─── Input records

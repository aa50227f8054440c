use std::collections::VecDeque;
use std::pin::Pin;
use std::task::{Context, Poll};

use futures::stream::Stream;

use flowrun_core::error::Result;

/// Sentinel payload that closes a chat-completions stream.
pub const DONE_SENTINEL: &str = "[DONE]";

/// Parse a raw SSE byte stream into `data:` payloads, one per line.
///
/// Bytes are buffered until a newline arrives, so a payload split across
/// reads (including inside a UTF-8 sequence) is reassembled before it is
/// handed out.
#[derive(Default)]
pub struct SseParser {
    buffer: Vec<u8>,
    // bytes of `buffer` already known to hold no newline
    scanned: usize,
}

/// A parsed SSE event.
#[derive(Debug, Clone, PartialEq)]
pub struct SseEvent {
    pub data: String,
}

impl SseEvent {
    pub fn is_done(&self) -> bool {
        self.data.trim() == DONE_SENTINEL
    }
}

impl SseParser {
    pub fn new() -> Self {
        Self::default()
    }

    /// Feed bytes into the parser and extract complete events.
    pub fn feed(&mut self, chunk: &[u8]) -> Vec<SseEvent> {
        self.buffer.extend_from_slice(chunk);
        let mut events = Vec::new();

        let mut start = 0;
        let mut from = self.scanned;
        while let Some(offset) = self.buffer[from..].iter().position(|b| *b == b'\n') {
            let end = from + offset;
            if let Some(event) = parse_line(&self.buffer[start..=end]) {
                events.push(event);
            }
            start = end + 1;
            from = start;
        }

        self.buffer.drain(..start);
        self.scanned = self.buffer.len();
        events
    }

    /// Flush a trailing line that never got its newline.
    pub fn finish(&mut self) -> Option<SseEvent> {
        let rest = std::mem::take(&mut self.buffer);
        self.scanned = 0;
        parse_line(&rest)
    }
}

fn parse_line(raw: &[u8]) -> Option<SseEvent> {
    let line = String::from_utf8_lossy(raw);
    let line = line.trim_end_matches(['\r', '\n']);
    let data = line.strip_prefix("data:")?;
    // data with or without a space after the colon
    let data = data.strip_prefix(' ').unwrap_or(data);
    Some(SseEvent {
        data: data.to_string(),
    })
}

/// A stream of SSE events from raw bytes.
pub struct SseStream<S> {
    inner: S,
    parser: SseParser,
    pending: VecDeque<SseEvent>,
    done: bool,
}

impl<S> SseStream<S> {
    pub fn new(inner: S) -> Self {
        Self {
            inner,
            parser: SseParser::new(),
            pending: VecDeque::new(),
            done: false,
        }
    }
}

impl<S> Stream for SseStream<S>
where
    S: Stream<Item = Result<bytes::Bytes>> + Unpin,
{
    type Item = Result<SseEvent>;

    fn poll_next(self: Pin<&mut Self>, cx: &mut Context<'_>) -> Poll<Option<Self::Item>> {
        let this = self.get_mut();

        loop {
            // Return pending events first
            if let Some(event) = this.pending.pop_front() {
                return Poll::Ready(Some(Ok(event)));
            }
            if this.done {
                return Poll::Ready(None);
            }

            // Poll inner stream for more bytes
            match Pin::new(&mut this.inner).poll_next(cx) {
                Poll::Ready(Some(Ok(bytes))) => {
                    this.pending.extend(this.parser.feed(&bytes));
                }
                Poll::Ready(Some(Err(e))) => {
                    this.done = true;
                    return Poll::Ready(Some(Err(e)));
                }
                Poll::Ready(None) => {
                    this.done = true;
                    if let Some(event) = this.parser.finish() {
                        this.pending.push_back(event);
                    }
                }
                Poll::Pending => return Poll::Pending,
            }
        }
    }
}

──────

*Task statement:* Everything from the line that contains "return Poll::Ready(None);" to the last line of the entries above should be repeated word for word, both lines included, with no other output.

*Exercise solution:*
                return Poll::Ready(None);
            }

            // Poll inner stream for more bytes
            match Pin::new(&mut this.inner).poll_next(cx) {
                Poll::Ready(Some(Ok(bytes))) => {
                    this.pending.extend(this.parser.feed(&bytes));
                }
                Poll::Ready(Some(Err(e))) => {
                    this.done = true;
                    return Poll::Ready(Some(Err(e)));
                }
                Poll::Ready(None) => {
                    this.done = true;
                    if let Some(event) = this.parser.finish() {
                        this.pending.push_back(event);
                    }
                }
                Poll::Pending => return Poll::Pending,
            }
        }
    }
}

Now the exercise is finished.